Tuesday, August 5, 2008

K.P. n Chocolate Cheesecake

There is no other way to say this than, one of my best friends is struggling for her life. Kristin Price, KP (as I call her), has Cystic Fibrosis. In the time I have known KP she has battled off and on with this disease. Personally, I think it sucks. I love my friend. She was one of the first people I got to know as I returned home to Calvary 3 years ago. She was also one of the only people I felt that I could be my self with. I felt I didn't have to put up a stained glass masquerade with her as I felt I needed to with most everyone else. She was so "real" and made me feel as I could be the same. I can remember first meeting her at Leadership Advance in January of '06. If I had one word to describe KP, it would be spitfire. We ended up being in the same group and became extremely close from the start. I can remember God saying to me that I need to get to know this girl. So began our friendship.

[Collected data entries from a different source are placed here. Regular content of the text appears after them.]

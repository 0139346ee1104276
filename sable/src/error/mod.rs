//! Compile-side error types and reporting
//!
//! Lexer and parser failures share the span-carrying shape of runtime
//! errors but use distinct kinds; runtime errors live in `interp::error`.

use crate::ast::Span;
use thiserror::Error;

/// Result type alias for the compile pipeline
pub type Result<T> = std::result::Result<T, CompileError>;

/// Compile error
#[derive(Debug, Error)]
pub enum CompileError {
    #[error("Syntax error at {span}: {message}")]
    Lexer { message: String, span: Span },

    #[error("Unexpected token at {span}: {message}")]
    Parser { message: String, span: Span },

    #[error("IO error: {message}")]
    Io { message: String },
}

impl CompileError {
    pub fn lexer(message: impl Into<String>, span: Span) -> Self {
        Self::Lexer {
            message: message.into(),
            span,
        }
    }

    pub fn parser(message: impl Into<String>, span: Span) -> Self {
        Self::Parser {
            message: message.into(),
            span,
        }
    }

    pub fn io_error(message: impl Into<String>) -> Self {
        Self::Io {
            message: message.into(),
        }
    }

    pub fn span(&self) -> Option<Span> {
        match self {
            Self::Lexer { span, .. } => Some(*span),
            Self::Parser { span, .. } => Some(*span),
            Self::Io { .. } => None,
        }
    }

    pub fn message(&self) -> &str {
        match self {
            Self::Lexer { message, .. } => message,
            Self::Parser { message, .. } => message,
            Self::Io { message, .. } => message,
        }
    }
}

impl From<std::io::Error> for CompileError {
    fn from(e: std::io::Error) -> Self {
        CompileError::io_error(e.to_string())
    }
}

/// Report a compile error with ariadne
pub fn report(filename: &str, source: &str, error: &CompileError) {
    use ariadne::{Color, Label, Report, ReportKind, Source};

    let kind = match error {
        CompileError::Lexer { .. } => "Syntax",
        CompileError::Parser { .. } => "Parse",
        CompileError::Io { .. } => "IO",
    };

    if let Some(span) = error.span() {
        let _ = Report::build(ReportKind::Error, (filename, span.start..span.end))
            .with_message(format!("{kind} error"))
            .with_label(
                Label::new((filename, span.start..span.end))
                    .with_message(error.message())
                    .with_color(Color::Red),
            )
            .finish()
            .print((filename, Source::from(source)));
    } else {
        let _ = Report::build(ReportKind::Error, (filename, 0..0))
            .with_message(format!("{kind} error: {}", error.message()))
            .finish()
            .print((filename, Source::from(source)));
    }
}

/// Report a runtime error with ariadne
pub fn report_runtime(filename: &str, source: &str, error: &crate::interp::RuntimeError) {
    use ariadne::{Color, Label, Report, ReportKind, Source};

    let span = error.span;
    let _ = Report::build(ReportKind::Error, (filename, span.start..span.end))
        .with_message(format!("{} error", error.kind.name()))
        .with_label(
            Label::new((filename, span.start..span.end))
                .with_message(&error.message)
                .with_color(Color::Red),
        )
        .finish()
        .print((filename, Source::from(source)));
}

KP n I always talked about everything. We didn't hold things back. We talked about our failures and successes in every walk of life knowing that God loved us and we loved each other. It was okay if we messed up. It was okay if we succeeded. One of our biggest talks was always about relationships. We sat in The Waffle Shop talking about our current "loves". It was then that our inside joke was born. In pure KP style n humor she said, "Randy, he's like chocolate cake (motioning to one hand) n he's like cheesecake (motioning to the other hand) but I want chocolate cheesecake!" We shared a laugh and for months we joked about different guys potentially being chocolate cheesecake. Then along came Jason...

I wasn't too impressed with Jason the first time I met him. Of course, I am extremely protective of KP so I wouldn't have been impressed with anyone but as time went on I began to realize that Jason WAS chocolate cheesecake. Not only was he just any run of the mill chocolate cheesecake but he was chocolate cheesecake from The Cheesecake Factory!

I look back at the past year how they have grown together and it makes me smile. I thank God for Jason. KP deserves a man as good as Jason and he deserves a woman as good as her. As she struggles for her life, I thank God that Jason can be there for her and her parents but feel sad that he has to witness the love of his life experiencing the trouble she is. I know this though, Jason will never regret the time he had with her no matter how much he hurts. You see, a moment with KP and you will be forever changed. I was. Despite the garbage she endures, she is so full of life and it infects you and makes you realize just how precious life really is. I chose the picture above because I felt it captured her life, happy and full of life. I pray that God would give me more time with my friend. But mostly, I pray that others may spend time more time with her because she will point anyone to our loving God by the joy evidenced in her life in the midst of great trials. Thank you, Papa, for my friend.